Aim of the task
All lines from the line containing "Share-style row such" up to and including the last line of the entries must be written out exactly, with no others.

Data in this exercise
//! Guess evaluation against the secret word
//!
//! Each guess position receives one of three verdicts:
//! - Correct: letter in the right position
//! - Present: letter elsewhere in the secret, not yet accounted for
//! - Absent: letter not in the secret, or every occurrence already used

use super::Word;
use super::word::WORD_LENGTH;
use std::fmt;

/// Per-position result of comparing a guess to the secret
///
/// Ordered by strength so the best verdict for a letter is the maximum.
#[derive(Debug, Clone, Copy, PartialEq, Eq, Hash, PartialOrd, Ord)]
pub enum Verdict {
    Absent,
    Present,
    Correct,
}

impl Verdict {
    /// Lowercase tag name: `correct`, `present` or `absent`
    #[must_use]
    pub const fn name(self) -> &'static str {
        match self {
            Self::Correct => "correct",
            Self::Present => "present",
            Self::Absent => "absent",
        }
    }

    #[must_use]
    pub const fn to_emoji(self) -> char {
        match self {
            Self::Correct => '🟩',
            Self::Present => '🟨',
            Self::Absent => '⬜',
        }
    }
}

impl fmt::Display for Verdict {
    fn fmt(&self, f: &mut fmt::Formatter<'_>) -> fmt::Result {
        f.write_str(self.name())
    }
}

/// Verdicts for a full guess plus whether it solved the puzzle
#[derive(Debug, Clone, Copy, PartialEq, Eq, Hash)]
pub struct Evaluation {
    verdicts: [Verdict; WORD_LENGTH],
    completed: bool,
}

impl Evaluation {
    /// Evaluate `guess` against `secret`
    ///
    /// Duplicate letters are bounded by how often they occur in the secret.
    ///
    /// # Algorithm
    /// 1. Count the secret's letters
    /// 2. First pass: mark exact matches correct and consume their count
    /// 3. Second pass: mark remaining positions present while the letter still has count left
    /// 4. Completed iff all five are correct
    ///
    /// # Examples
    /// ```
    /// use wordle_clone::core::{Evaluation, Verdict, Word};
    ///
    /// let guess = Word::new("crane").unwrap();
    /// let secret = Word::new("slate").unwrap();
    /// let evaluation = Evaluation::calculate(&guess, &secret);
    ///
    /// assert_eq!(evaluation.verdicts()[2], Verdict::Correct);
    /// assert!(!evaluation.is_completed());
    /// ```
    #[must_use]
    pub fn calculate(guess: &Word, secret: &Word) -> Self {
        let mut verdicts = [Verdict::Absent; WORD_LENGTH];
        let mut remaining = secret.letter_counts();

        // Allow: Index needed to compare guess[i] with secret[i] and set verdicts[i]
        #[allow(clippy::needless_range_loop)]
        for i in 0..WORD_LENGTH {
            let letter = guess.chars()[i];
            if letter == secret.chars()[i] {
                verdicts[i] = Verdict::Correct;
                if let Some(count) = remaining.get_mut(&letter) {
                    *count = count.saturating_sub(1);
                }
            }
        }

        for (i, verdict) in verdicts.iter_mut().enumerate() {
            if *verdict == Verdict::Correct {
                continue;
            }
            if let Some(count) = remaining.get_mut(&guess.chars()[i])
                && *count > 0
            {
                *verdict = Verdict::Present;
                *count -= 1;
            }
        }

        let completed = verdicts.iter().all(|&v| v == Verdict::Correct);

        Self {
            verdicts,
            completed,
        }
    }

    #[inline]
    #[must_use]
    pub const fn verdicts(&self) -> &[Verdict; WORD_LENGTH] {
        &self.verdicts
    }

    /// True when every position is correct
    #[inline]
    #[must_use]
    pub const fn is_completed(&self) -> bool {
        self.completed
    }

    /// Number of correct positions
    #[must_use]
    pub fn count_correct(&self) -> usize {
        self.verdicts
            .iter()
            .filter(|&&v| v == Verdict::Correct)
            .count()
    }

    /// Share-style row such as "🟩🟨⬜🟩🟨"
    ///
    /// # Examples
    /// ```
    /// use wordle_clone::core::{Evaluation, Word};
    ///
    /// let word = Word::new("crane").unwrap();
    /// assert_eq!(Evaluation::calculate(&word, &word).to_emoji(), "🟩🟩🟩🟩🟩");
    /// ```
    #[must_use]
    pub fn to_emoji(&self) -> String {
        self.verdicts.iter().map(|v| v.to_emoji()).collect()
    }
}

Task solution
    /// Share-style row such as "🟩🟨⬜🟩🟨"
    ///
    /// # Examples
    /// ```
    /// use wordle_clone::core::{Evaluation, Word};
    ///
    /// let word = Word::new("crane").unwrap();
    /// assert_eq!(Evaluation::calculate(&word, &word).to_emoji(), "🟩🟩🟩🟩🟩");
    /// ```
    #[must_use]
    pub fn to_emoji(&self) -> String {
        self.verdicts.iter().map(|v| v.to_emoji()).collect()
    }
}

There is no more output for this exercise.